Schoonveld: Crony Capitalism at Sea
The National Marine Fisheries Service (in the Department of Commerce) is charged with managing and sustaining America’s populations of ocean fish occurring off its shores. Like others in the federal government’s alphabet soup of agencies (VA, IRS, NEA and others) the NMFS has a poor record. Often, it’s only after populations of fish valuable as game fish and/or for commercial catchers become so meager as to be on the verge of extinction does the NMFS step in to halt over-exploitation.
So it was in 2001 when the fisheries service established a closed zone off Florida’s east coast prohibiting commercial long line fishermen trying to catch the few remaining swordfish which were previously abundant in the area. It was relatively easy to see the devastation occurring from the practice - for swords, as well as other species killed as by-catch in the long line fishery, including marlin, sailfish, several shark species and sea turtles.
Long line fishing involves deploying miles and miles of lines, each with up to 2500 baited hooks per line. These baited hooks attract and catch most species of predator fish.
Depending on the species caught, the fish may or may not live long after being hooked and any of the fish not salable are discarded back into the sea - dead, wounded or living.
Since then, in the area closed to long lining, swordfish stocks have recovered substantially and catches of sailfish, marlin, yellowfin tuna, and other species have improved. So has the economic return for Florida's sportfishing-related businesses. It’s a straight forward progression. End the indiscriminate slaughter. Swordfish in particular and other species in general rebound. Recreational fishing booms.

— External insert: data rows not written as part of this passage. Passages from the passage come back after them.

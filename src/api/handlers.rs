//! API Handlers
//!
//! HTTP request handlers for the advisory service endpoints.

use axum::{
    extract::{Path, State},
    http::StatusCode,
    Json,
};
use tracing::info;

use crate::advisor::AdvisoryService;
use crate::error::ServiceError;
use crate::models::{
    AdviseResponse, AdvisoryRequest, HealthResponse, InvalidateResponse, PruneResponse,
    StatsResponse,
};

/// Application state shared across all handlers.
#[derive(Clone)]
pub struct AppState {
    /// Cache-fronted advisory service
    pub service: AdvisoryService,
}

impl AppState {
    pub fn new(service: AdvisoryService) -> Self {
        Self { service }
    }
}

/// Handler for POST /advise
///
/// Answers an advisory request, from the cache when possible.
pub async fn advise_handler(
    State(state): State<AppState>,
    Json(req): Json<AdvisoryRequest>,
) -> Result<Json<AdviseResponse>, ServiceError> {
    let (result, cached) = state.service.advise(&req).await?;
    Ok(Json(AdviseResponse { cached, result }))
}

/// Handler for DELETE /cache/users/:user_id
pub async fn invalidate_user_handler(
    State(state): State<AppState>,
    Path(user_id): Path<String>,
) -> Json<InvalidateResponse> {
    let removed = state.service.invalidate_user(&user_id).await;
    info!(user_id = %user_id, removed, "Invalidated user cache");
    Json(InvalidateResponse::new(removed, format!("user {}", user_id)))
}

/// Handler for DELETE /cache/pattern/:pattern
pub async fn invalidate_pattern_handler(
    State(state): State<AppState>,
    Path(pattern): Path<String>,
) -> Result<Json<InvalidateResponse>, ServiceError> {
    if pattern.trim().is_empty() {
        return Err(ServiceError::InvalidRequest("Pattern cannot be empty".to_string()));
    }

    let removed = state.service.invalidate_pattern(&pattern).await;
    Ok(Json(InvalidateResponse::new(
        removed,
        format!("pattern '{}'", pattern),
    )))
}

/// Handler for DELETE /cache
pub async fn clear_handler(State(state): State<AppState>) -> StatusCode {
    state.service.clear().await;
    StatusCode::NO_CONTENT
}

/// Handler for POST /cache/prune
pub async fn prune_handler(State(state): State<AppState>) -> Json<PruneResponse> {
    Json(state.service.prune().await.into())
}

/// Handler for GET /stats
pub async fn stats_handler(State(state): State<AppState>) -> Json<StatsResponse> {
    let stats = state.service.stats().await;
    let enabled = state.service.cache().settings().enabled;
    Json(StatsResponse::new(&stats, enabled))
}

/// Handler for GET /health
pub async fn health_handler(State(state): State<AppState>) -> Json<HealthResponse> {
    Json(HealthResponse::new(state.service.is_initialized()))
}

One would think the success would be a feather in the NMFS cap. Evidently not, since the service recently announced approval of an Exempted Fishing Permit (EFP) that would allow commercial long line vessels to re-enter the Florida East Coast Closed Zone to target swordfish.

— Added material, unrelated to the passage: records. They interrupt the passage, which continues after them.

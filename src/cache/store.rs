//! Durable Store Module
//!
//! The storage contract the durable tier is built on, and its sled-backed
//! implementation. Rows hold the payload already serialized to a string.

use std::path::Path;

use async_trait::async_trait;
use serde::{Deserialize, Serialize};
use tracing::warn;

use crate::error::{CacheError, Result};

// == Stored Row ==
/// One persisted cache row.
#[derive(Debug, Clone, PartialEq, Eq, Serialize, Deserialize)]
pub struct StoredRow {
    pub key: String,
    /// Serialized payload
    pub data: String,
    /// Creation timestamp (Unix milliseconds)
    pub timestamp: u64,
    pub expires_at: u64,
    /// Time to live in milliseconds
    pub ttl: u64,
    pub hit_count: u64,
    pub last_accessed: u64,
}

// == Durable Store Port ==
/// Storage backend for the durable tier.
///
/// Implementations must survive process restarts; `set` is an upsert and must
/// not return before the row is durable.
#[async_trait]
pub trait DurableStore: Send + Sync + 'static {
    /// Verifies the store is reachable.
    async fn ping(&self) -> Result<()>;

    async fn get(&self, key: &str) -> Result<Option<StoredRow>>;

    async fn set(&self, row: &StoredRow) -> Result<()>;

    /// Bumps `hit_count` and sets `last_accessed` on the row currently stored
    /// under `key`, atomically.
    ///
    /// Returns the updated row, or `None` if the key is absent. Never creates a
    /// row and never touches the payload.
    async fn record_hit(&self, key: &str, now_ms: u64) -> Result<Option<StoredRow>>;

    /// Removes a row, returning whether it existed.
    async fn delete(&self, key: &str) -> Result<bool>;

    /// Removes every row whose key contains `pattern`.
    async fn delete_by_pattern(&self, pattern: &str) -> Result<usize>;

    /// Removes every row with `expires_at <= now_ms`.
    async fn delete_expired(&self, now_ms: u64) -> Result<usize>;

    /// Returns every key starting with `prefix`.
    async fn keys_with_prefix(&self, prefix: &str) -> Result<Vec<String>>;

    /// Returns up to `limit` rows ordered by hit count, highest first.
    async fn most_frequently_used(&self, limit: usize) -> Result<Vec<StoredRow>>;

    async fn clear(&self) -> Result<()>;
}

// == Sled Store ==
/// `DurableStore` backed by an embedded sled database.
///
/// Every mutation is flushed before returning. Blocking sled calls run on the
/// blocking thread pool.
#[derive(Clone)]
pub struct SledStore {
    db: sled::Db,
}

impl SledStore {
    /// Opens (or creates) the database at `path`.
    ///
    /// Creates the parent directory if it doesn't exist.
    pub fn open(path: impl AsRef<Path>) -> Result<Self> {
        if let Some(parent) = path.as_ref().parent() {
            std::fs::create_dir_all(parent).map_err(|e| {
                CacheError::StorageUnavailable(format!("Failed to create directory: {}", e))
            })?;
        }

        let db = sled::open(path).map_err(|e| {
            CacheError::StorageUnavailable(format!("Failed to open sled database: {}", e))
        })?;

        Ok(Self { db })
    }

    /// Opens a throwaway database that is deleted when dropped.
    pub fn temporary() -> Result<Self> {
        let db = sled::Config::new().temporary(true).open().map_err(|e| {
            CacheError::StorageUnavailable(format!("Failed to open sled database: {}", e))
        })?;

        Ok(Self { db })
    }

    async fn blocking<T, F>(&self, op: F) -> Result<T>
    where
        T: Send + 'static,
        F: FnOnce(&sled::Db) -> Result<T> + Send + 'static,
    {
        let db = self.db.clone();
        tokio::task::spawn_blocking(move || op(&db))
            .await
            .map_err(|e| CacheError::Internal(format!("Storage task failed: {}", e)))?
    }
}

fn decode_row(bytes: &[u8]) -> Result<StoredRow> {
    Ok(serde_json::from_slice(bytes)?)
}

fn remove_keys(db: &sled::Db, keys: &[sled::IVec]) -> Result<usize> {
    for key in keys {
        db.remove(key)?;
    }
    if !keys.is_empty() {
        db.flush()?;
    }
    Ok(keys.len())
}

#[async_trait]
impl DurableStore for SledStore {
    async fn ping(&self) -> Result<()> {
        self.blocking(|db| {
            db.size_on_disk()
                .map(|_| ())
                .map_err(|e| CacheError::StorageUnavailable(e.to_string()))
        })
        .await
    }

    async fn get(&self, key: &str) -> Result<Option<StoredRow>> {
        let key = key.to_string();
        self.blocking(move |db| match db.get(key.as_bytes())? {
            Some(bytes) => decode_row(&bytes).map(Some),
            None => Ok(None),
        })
        .await
    }

    async fn set(&self, row: &StoredRow) -> Result<()> {
        let key = row.key.clone();
        let value = serde_json::to_vec(row)?;
        self.blocking(move |db| {
            db.insert(key.as_bytes(), value)?;
            db.flush()?;
            Ok(())
        })
        .await
    }

    async fn record_hit(&self, key: &str, now_ms: u64) -> Result<Option<StoredRow>> {
        let key = key.to_string();
        self.blocking(move |db| {
            let updated = db.update_and_fetch(key.as_bytes(), |current| {
                let bytes = current?;
                // Unreadable rows are left as they are; the read path drops them.
                let Ok(mut row) = decode_row(bytes) else {
                    return Some(bytes.to_vec());
                };
                row.hit_count = row.hit_count.saturating_add(1);
                row.last_accessed = now_ms;
                Some(serde_json::to_vec(&row).unwrap_or_else(|_| bytes.to_vec()))
            })?;

            match updated {
                Some(bytes) => {
                    db.flush()?;
                    decode_row(&bytes).map(Some)
                }
                None => Ok(None),
            }
        })
        .await
    }

    async fn delete(&self, key: &str) -> Result<bool> {
        let key = key.to_string();
        self.blocking(move |db| {
            let removed = db.remove(key.as_bytes())?.is_some();
            if removed {
                db.flush()?;
            }
            Ok(removed)
        })
        .await
    }

    async fn delete_by_pattern(&self, pattern: &str) -> Result<usize> {
        let pattern = pattern.to_string();
        self.blocking(move |db| {
            let mut doomed = Vec::new();
            for item in db.iter().keys() {
                let key = item?;
                if String::from_utf8_lossy(&key).contains(pattern.as_str()) {
                    doomed.push(key);
                }
            }
            remove_keys(db, &doomed)
        })
        .await
    }

    async fn delete_expired(&self, now_ms: u64) -> Result<usize> {
        self.blocking(move |db| {
            let mut doomed = Vec::new();
            for item in db.iter() {
                let (key, value) = item?;
                match decode_row(&value) {
                    Ok(row) if row.expires_at <= now_ms => doomed.push(key),
                    Ok(_) => {}
                    Err(err) => {
                        warn!(
                            key = %String::from_utf8_lossy(&key),
                            error = %err,
                            "Dropping unreadable row during expiry sweep"
                        );
                        doomed.push(key);
                    }
                }
            }
            remove_keys(db, &doomed)
        })
        .await
    }

    async fn keys_with_prefix(&self, prefix: &str) -> Result<Vec<String>> {
        let prefix = prefix.to_string();
        self.blocking(move |db| {
            let mut keys = Vec::new();
            for item in db.scan_prefix(prefix.as_bytes()).keys() {
                keys.push(String::from_utf8_lossy(&item?).into_owned());
            }
            Ok(keys)
        })
        .await
    }

    async fn most_frequently_used(&self, limit: usize) -> Result<Vec<StoredRow>> {
        self.blocking(move |db| {
            let mut rows = Vec::new();
            for item in db.iter().values() {
                match decode_row(&item?) {
                    Ok(row) => rows.push(row),
                    Err(err) => warn!(error = %err, "Skipping unreadable row"),
                }
            }
            rows.sort_by(|a, b| b.hit_count.cmp(&a.hit_count));
            rows.truncate(limit);
            Ok(rows)
        })
        .await
    }

    async fn clear(&self) -> Result<()> {
        self.blocking(|db| {
            db.clear()?;
            db.flush()?;
            Ok(())
        })
        .await
    }
}

// == Unit Tests ==
#[cfg(test)]
mod tests {
    use super::*;

    fn row(key: &str, hit_count: u64, expires_at: u64) -> StoredRow {
        StoredRow {
            key: key.to_string(),
            data: r#"{"v":1}"#.to_string(),
            timestamp: 1_000,
            expires_at,
            ttl: expires_at.saturating_sub(1_000),
            hit_count,
            last_accessed: 1_000,
        }
    }

    #[tokio::test]
    async fn test_set_get_delete() {
        let store = SledStore::temporary().unwrap();
        store.ping().await.unwrap();

        store.set(&row("a", 0, u64::MAX)).await.unwrap();
        assert_eq!(store.get("a").await.unwrap(), Some(row("a", 0, u64::MAX)));

        assert!(store.delete("a").await.unwrap());
        assert!(!store.delete("a").await.unwrap());
        assert_eq!(store.get("a").await.unwrap(), None);
    }

    #[tokio::test]
    async fn test_set_is_upsert() {
        let store = SledStore::temporary().unwrap();
        store.set(&row("a", 0, u64::MAX)).await.unwrap();
        store.set(&row("a", 5, u64::MAX)).await.unwrap();

        assert_eq!(store.get("a").await.unwrap().unwrap().hit_count, 5);
    }

    #[tokio::test]
    async fn test_delete_by_pattern_matches_substring() {
        let store = SledStore::temporary().unwrap();
        store.set(&row("user:42:a", 0, u64::MAX)).await.unwrap();
        store.set(&row("user:42:b", 0, u64::MAX)).await.unwrap();
        store.set(&row("user:420:c", 0, u64::MAX)).await.unwrap();
        store.set(&row("other", 0, u64::MAX)).await.unwrap();

        assert_eq!(store.delete_by_pattern("user:42:").await.unwrap(), 2);
        assert!(store.get("user:420:c").await.unwrap().is_some());
        assert!(store.get("other").await.unwrap().is_some());
    }

    #[tokio::test]
    async fn test_delete_expired() {
        let store = SledStore::temporary().unwrap();
        store.set(&row("old", 0, 2_000)).await.unwrap();
        store.set(&row("new", 0, 10_000)).await.unwrap();

        assert_eq!(store.delete_expired(5_000).await.unwrap(), 1);
        assert!(store.get("old").await.unwrap().is_none());
        assert!(store.get("new").await.unwrap().is_some());
    }

    #[tokio::test]
    async fn test_keys_with_prefix() {
        let store = SledStore::temporary().unwrap();
        store.set(&row("user:1:a", 0, u64::MAX)).await.unwrap();
        store.set(&row("user:1:b", 0, u64::MAX)).await.unwrap();
        store.set(&row("user:2:c", 0, u64::MAX)).await.unwrap();

        let mut keys = store.keys_with_prefix("user:1:").await.unwrap();
        keys.sort();
        assert_eq!(keys, vec!["user:1:a".to_string(), "user:1:b".to_string()]);
    }

    #[tokio::test]
    async fn test_most_frequently_used() {
        let store = SledStore::temporary().unwrap();
        store.set(&row("low", 1, u64::MAX)).await.unwrap();
        store.set(&row("high", 9, u64::MAX)).await.unwrap();
        store.set(&row("mid", 4, u64::MAX)).await.unwrap();

        let rows = store.most_frequently_used(2).await.unwrap();
        let keys: Vec<&str> = rows.iter().map(|r| r.key.as_str()).collect();
        assert_eq!(keys, vec!["high", "mid"]);
    }

    #[tokio::test]
    async fn test_rows_survive_reopen() {
        let dir = tempfile::tempdir().unwrap();
        let path = dir.path().join("cache.sled");

        {
            let store = SledStore::open(&path).unwrap();
            store.set(&row("persisted", 3, u64::MAX)).await.unwrap();
        }

        let store = SledStore::open(&path).unwrap();
        let restored = store.get("persisted").await.unwrap().unwrap();
        assert_eq!(restored.hit_count, 3);
    }

    #[tokio::test]
    async fn test_record_hit_updates_counters_only() {
        let store = SledStore::temporary().unwrap();
        store.set(&row("a", 2, u64::MAX)).await.unwrap();

        let updated = store.record_hit("a", 5_000).await.unwrap().unwrap();

        assert_eq!(updated.hit_count, 3);
        assert_eq!(updated.last_accessed, 5_000);
        assert_eq!(updated.data, row("a", 2, u64::MAX).data);
        assert_eq!(store.get("a").await.unwrap(), Some(updated));
    }

    #[tokio::test]
    async fn test_record_hit_never_creates_rows() {
        let store = SledStore::temporary().unwrap();

        assert_eq!(store.record_hit("gone", 5_000).await.unwrap(), None);
        assert_eq!(store.get("gone").await.unwrap(), None);
    }

    #[test]
    fn test_open_creates_missing_directories() {
        let dir = tempfile::tempdir().unwrap();
        let path = dir.path().join("nested").join("cache.sled");

        let store = SledStore::open(&path).unwrap();

        tokio_test::assert_ok!(tokio_test::block_on(store.ping()));
        assert!(path.exists());
    }

    #[tokio::test]
    async fn test_clear() {
        let store = SledStore::temporary().unwrap();
        store.set(&row("a", 0, u64::MAX)).await.unwrap();
        store.clear().await.unwrap();

        assert!(store.get("a").await.unwrap().is_none());
    }
}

Dr. David Kerstetter of Nova Southeastern University in Ft. Lauderdale applied and was granted an EFP that authorized long line vessels to set lines in the Closed Zone. His research is supposedly a method to evaluate the effectiveness of closing the zone to long line fishing by comparing fishing results in the Closed Zone with the results of operators in open areas. It’s not pure research. The long line operators are allowed to sell their catches with a percentage going to - you guessed it - Dr. Kerstetter’s research program.
To recap - long line fishermen move into an area and as their catches increase, the number of fish in the area decreases to the point the government stops long lining. Once that happens, fish stocks increase and now that things have been put right, the NMFS permits long liners to come back to see if they can mess things up again.

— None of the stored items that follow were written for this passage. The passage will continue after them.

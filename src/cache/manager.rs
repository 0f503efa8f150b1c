//! Cache Manager Module
//!
//! Orchestrates the volatile and durable tiers behind one interface.
//!
//! Reads check memory first, then the durable tier, backfilling memory on a
//! durable hit. Writes go to memory first and are rolled back if the durable
//! write fails. Every public operation is total: internal faults are logged
//! and surface as a miss or a no-op.

use std::sync::{Arc, PoisonError, RwLock as StdRwLock};
use std::time::Duration;

use serde::{de::DeserializeOwned, Serialize};
use serde_json::Value;
use tokio::sync::RwLock;
use tracing::{debug, info, warn};

use crate::cache::keys::{self, user_prefix};
use crate::cache::store::DurableStore;
use crate::cache::{CacheEntry, CacheStats, DurableTier, MemoryTier};
use crate::error::{CacheError, Result};
use crate::single_flight::InitGate;

// == Cache Settings ==
/// Live-reconfigurable cache settings.
#[derive(Debug, Clone, PartialEq)]
pub struct CacheSettings {
    /// When false, reads miss and writes are skipped; stored data is kept
    pub enabled: bool,
    /// TTL applied when `set` is called without one
    pub default_ttl: Duration,
    /// Capacity of the volatile tier
    pub max_size: usize,
    /// Number of entries seeded into memory during initialization
    pub warm_load_limit: usize,
}

impl Default for CacheSettings {
    fn default() -> Self {
        Self {
            enabled: true,
            default_ttl: Duration::from_secs(24 * 60 * 60),
            max_size: 100,
            warm_load_limit: 20,
        }
    }
}

// == Prune Report ==
/// Number of expired entries removed from each tier.
#[derive(Debug, Clone, Copy, Default, PartialEq, Eq, Serialize)]
pub struct PruneReport {
    pub memory: usize,
    pub durable: usize,
}

// == Cache Manager ==
/// Two-tier cache handle. Cloning is cheap and every clone shares state.
///
/// Construct one per process and pass it to consumers.
#[derive(Clone)]
pub struct CacheManager {
    inner: Arc<Inner>,
}

struct Inner {
    settings: StdRwLock<CacheSettings>,
    memory: RwLock<MemoryTier<Value>>,
    durable: DurableTier,
    stats: StdRwLock<CacheStats>,
    init: InitGate<CacheError>,
}

impl CacheManager {
    // == Constructor ==
    pub fn new(store: Arc<dyn DurableStore>, settings: CacheSettings) -> Self {
        Self {
            inner: Arc::new(Inner {
                memory: RwLock::new(MemoryTier::new(settings.max_size)),
                settings: StdRwLock::new(settings),
                durable: DurableTier::new(store),
                stats: StdRwLock::new(CacheStats::new()),
                init: InitGate::new("cache-manager"),
            }),
        }
    }

    // == Initialize ==
    /// Verifies the durable store, prunes expired entries and warm-loads the
    /// most frequently used ones into memory.
    ///
    /// Concurrent calls share one attempt. Only an unreachable store fails
    /// initialization; pruning and warm-load faults are logged.
    pub async fn initialize(&self) -> Result<()> {
        let manager = self.clone();
        self.inner
            .init
            .run(move || async move { manager.startup().await })
            .await
    }

    pub fn is_initialized(&self) -> bool {
        self.inner.init.is_initialized()
    }

    async fn startup(&self) -> Result<()> {
        self.inner.durable.ping().await.map_err(|err| match err {
            CacheError::StorageUnavailable(msg) => CacheError::StorageUnavailable(msg),
            other => CacheError::StorageUnavailable(other.to_string()),
        })?;

        let pruned = self.prune_cache().await;
        let limit = self.settings().warm_load_limit;
        let loaded = self.load_frequent_entries(limit).await;

        info!(
            pruned_memory = pruned.memory,
            pruned_durable = pruned.durable,
            warm_loaded = loaded,
            "Cache initialized"
        );
        Ok(())
    }

    // == Configure ==
    /// Applies new settings. Disabling never purges stored data.
    pub async fn configure(&self, enabled: bool, default_ttl: Duration, max_size: usize) {
        {
            let mut settings = self
                .inner
                .settings
                .write()
                .unwrap_or_else(PoisonError::into_inner);
            settings.enabled = enabled;
            settings.default_ttl = default_ttl;
            settings.max_size = max_size;
        }

        let evicted = self.inner.memory.write().await.set_max_size(max_size);
        self.record(|stats| stats.record_evictions(evicted.len()));

        info!(
            enabled,
            default_ttl_ms = default_ttl.as_millis() as u64,
            max_size,
            "Cache reconfigured"
        );
    }

    /// Returns a snapshot of the current settings.
    pub fn settings(&self) -> CacheSettings {
        self.inner
            .settings
            .read()
            .unwrap_or_else(PoisonError::into_inner)
            .clone()
    }

    // == Generate Key ==
    /// Derives the cache key for a request.
    pub fn generate_key<R: Serialize + ?Sized>(&self, request: &R) -> String {
        keys::derive_key(request)
    }

    // == Get ==
    /// Returns the cached value for `key`, or `None` on a miss.
    ///
    /// Disabled caches, initialization failures, storage faults and payloads
    /// that no longer parse as `T` all count as misses.
    pub async fn get<T: DeserializeOwned>(&self, key: &str) -> Option<T> {
        if !self.settings().enabled {
            return None;
        }

        if let Err(err) = self.initialize().await {
            warn!(op = "get", key = %key, error = %err, "Cache not initialized, treating as miss");
            self.record(CacheStats::record_miss);
            return None;
        }

        let value = match self.lookup(key).await {
            Ok(Some(value)) => value,
            Ok(None) => {
                self.record(CacheStats::record_miss);
                return None;
            }
            Err(err) => {
                warn!(op = "get", key = %key, error = %err, "Cache read failed, treating as miss");
                self.record(CacheStats::record_miss);
                return None;
            }
        };

        match serde_json::from_value(value) {
            Ok(data) => Some(data),
            Err(err) => {
                warn!(op = "get", key = %key, error = %err, "Dropping entry that no longer parses");
                self.delete(key).await;
                None
            }
        }
    }

    async fn lookup(&self, key: &str) -> Result<Option<Value>> {
        {
            let mut memory = self.inner.memory.write().await;
            if let Some(entry) = memory.get(key) {
                if !entry.is_expired() {
                    debug!(key = %key, "Memory hit");
                    self.record(CacheStats::record_memory_hit);
                    self.write_through_hit(key);
                    return Ok(Some(entry.data));
                }
                debug!(key = %key, "Memory entry expired");
                memory.delete(key);
            }
        }

        let Some(entry) = self.inner.durable.get(key).await? else {
            return Ok(None);
        };

        debug!(key = %key, "Durable hit");
        self.record(CacheStats::record_durable_hit);
        let data = entry.data.clone();
        self.backfill(entry).await;
        Ok(Some(data))
    }

    /// Counts a memory hit against the durable row in the background, so
    /// warm-load ranks entries by every read.
    fn write_through_hit(&self, key: &str) {
        let durable = self.inner.durable.clone();
        let key = key.to_string();
        tokio::spawn(async move {
            if let Err(err) = durable.record_hit(&key).await {
                debug!(key = %key, error = %err, "Failed to record memory hit durably");
            }
        });
    }

    async fn backfill(&self, entry: CacheEntry<Value>) {
        if entry.is_expired() {
            return;
        }
        let evicted = self.inner.memory.write().await.insert(entry);
        self.record(|stats| stats.record_evictions(evicted.len()));
    }

    // == Set ==
    /// Stores `data` under `key` in both tiers.
    ///
    /// Null payloads (including `None` and `()`) are refused. If the durable
    /// write fails the memory write is rolled back.
    pub async fn set<T: Serialize + ?Sized>(&self, key: &str, data: &T, ttl: Option<Duration>) {
        let settings = self.settings();
        if !settings.enabled {
            debug!(key = %key, "Cache disabled, skipping write");
            return;
        }

        let value = match serde_json::to_value(data) {
            Ok(Value::Null) => {
                warn!(op = "set", key = %key, "Refusing to cache a null value");
                return;
            }
            Ok(value) => value,
            Err(err) => {
                warn!(op = "set", key = %key, error = %err, "Payload cannot be serialized");
                return;
            }
        };

        if let Err(err) = self.initialize().await {
            warn!(op = "set", key = %key, error = %err, "Cache not initialized, skipping write");
            return;
        }

        let entry = CacheEntry::new(key, value, ttl.unwrap_or(settings.default_ttl));

        let evicted = self.inner.memory.write().await.insert(entry.clone());
        self.record(|stats| stats.record_evictions(evicted.len()));

        match self.inner.durable.set(&entry).await {
            Ok(()) => self.record(CacheStats::record_write),
            Err(err) => {
                self.inner.memory.write().await.delete(key);
                self.record(CacheStats::record_rollback);
                let err = CacheError::Consistency(err.to_string());
                warn!(op = "set", key = %key, error = %err, "Durable write failed, rolled back memory write");
            }
        }
    }

    // == Delete ==
    /// Removes `key` from both tiers, returning whether either held it.
    pub async fn delete(&self, key: &str) -> bool {
        let in_memory = self.inner.memory.write().await.delete(key);
        let in_durable = self.inner.durable.delete(key).await.unwrap_or_else(|err| {
            warn!(op = "delete", key = %key, error = %err, "Durable delete failed");
            false
        });
        in_memory || in_durable
    }

    // == Delete By Pattern ==
    /// Removes every key containing `pattern` from both tiers.
    ///
    /// Returns the larger of the two per-tier counts.
    pub async fn delete_by_pattern(&self, pattern: &str) -> usize {
        let memory_count = self.inner.memory.write().await.delete_by_pattern(pattern);
        let durable_count = self
            .inner
            .durable
            .delete_by_pattern(pattern)
            .await
            .unwrap_or_else(|err| {
                warn!(op = "delete_by_pattern", pattern = %pattern, error = %err, "Durable pattern delete failed");
                0
            });

        debug!(pattern = %pattern, memory_count, durable_count, "Deleted by pattern");
        memory_count.max(durable_count)
    }

    // == Delete For User ==
    /// Removes every entry in the namespace of `user_id` from both tiers.
    pub async fn delete_for_user(&self, user_id: &str) -> usize {
        let keys = self
            .inner
            .durable
            .get_keys_for_user(user_id)
            .await
            .unwrap_or_else(|err| {
                warn!(op = "delete_for_user", user_id = %user_id, error = %err, "Failed to list user keys");
                Vec::new()
            });

        let mut durable_count = 0;
        let mut memory_count = 0;
        for key in &keys {
            match self.inner.durable.delete(key).await {
                Ok(true) => durable_count += 1,
                Ok(false) => {}
                Err(err) => {
                    warn!(op = "delete_for_user", key = %key, error = %err, "Durable delete failed")
                }
            }
            if self.inner.memory.write().await.delete(key) {
                memory_count += 1;
            }
        }
        memory_count += self
            .inner
            .memory
            .write()
            .await
            .delete_by_pattern(&user_prefix(user_id));

        info!(user_id = %user_id, durable_count, memory_count, "Invalidated user entries");
        memory_count.max(durable_count)
    }

    // == Clear ==
    /// Removes every entry from both tiers.
    pub async fn clear(&self) {
        self.inner.memory.write().await.clear();
        if let Err(err) = self.inner.durable.clear().await {
            warn!(op = "clear", error = %err, "Durable clear failed");
        }
        info!("Cache cleared");
    }

    // == Prune ==
    /// Removes expired entries from both tiers.
    ///
    /// A failure in the durable tier does not prevent pruning memory.
    pub async fn prune_cache(&self) -> PruneReport {
        let memory = self.inner.memory.write().await.delete_expired();
        let durable = self.inner.durable.delete_expired().await.unwrap_or_else(|err| {
            warn!(op = "prune", error = %err, "Durable prune failed");
            0
        });

        let report = PruneReport { memory, durable };
        debug!(memory, durable, "Pruned expired entries");
        report
    }

    // == Warm Load ==
    /// Seeds memory with the `limit` most frequently hit durable entries.
    ///
    /// Expired entries are skipped. Returns how many entries were seeded; a
    /// failure seeds nothing and is only logged.
    pub async fn load_frequent_entries(&self, limit: usize) -> usize {
        if limit == 0 {
            return 0;
        }

        let entries = match self.inner.durable.get_most_frequently_used(limit).await {
            Ok(entries) => entries,
            Err(err) => {
                warn!(op = "warm_load", error = %err, "Warm-load failed");
                return 0;
            }
        };

        let mut memory = self.inner.memory.write().await;
        let mut inserted = Vec::new();
        // Least used first so the most used end up most recently touched.
        for entry in entries.into_iter().rev() {
            if entry.is_expired() {
                continue;
            }
            inserted.push(entry.key.clone());
            let evicted = memory.insert(entry);
            self.record(|stats| stats.record_evictions(evicted.len()));
        }
        let seeded = inserted.iter().filter(|key| memory.contains(key)).count();

        debug!(seeded, "Warm-loaded frequent entries");
        seeded
    }

    // == Stats ==
    /// Returns a snapshot of the cache counters.
    pub async fn stats(&self) -> CacheStats {
        let memory_entries = self.inner.memory.read().await.len();
        let mut stats = self
            .inner
            .stats
            .read()
            .unwrap_or_else(PoisonError::into_inner)
            .clone();
        stats.memory_entries = memory_entries;
        stats
    }

    fn record(&self, update: impl FnOnce(&mut CacheStats)) {
        let mut stats = self
            .inner
            .stats
            .write()
            .unwrap_or_else(PoisonError::into_inner);
        update(&mut stats);
    }
}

This makes absolutely no sense at all. The conservation benefits accruing in the Closed Zone for the past 16 years will likely be lost. The fish the Zone was designed to protect will now be caught and sold. Other studies of the affect of long lining both in the Florida Closed Zone and other areas have been conducted and analyzed. NMFS has no business authorizing this unnecessary and potentially damaging project.
If NMFS was truly interested in gathering biological and CPUE (catch per unit effort) information from the closed area it would have utilized the recreational fleet which is more than capable of capturing this data. This clearly demonstrates NMFS's institutional bias toward the commercial fleet at the expense of the recreational sector.
Also at risk, besides the fish themselves, is Florida's $7.6 billion sport fishing industry and related businesses that support nearly 110,000 jobs. The dollars that might be generated by the sale of swordfish and other long-lined species at the dock is a tiny drop in the bucket compared to the economic benefits of fishing using targeted methods primarily by recreational anglers.
Why would the NMFS gamble with a closed area program that has been working to everyone's benefit? Because NMFS has always had a cozy relationship with the long line industry. It's a swamp full of entrenched bureaucrats who manage to fly under the political radar most of the time. This issue isn’t particularly partisan since overseers in the National Marine Fisheries Service have favored commercial fishing interests much more than sport and recreational interests for decades regardless if Ds or Rs were running the show.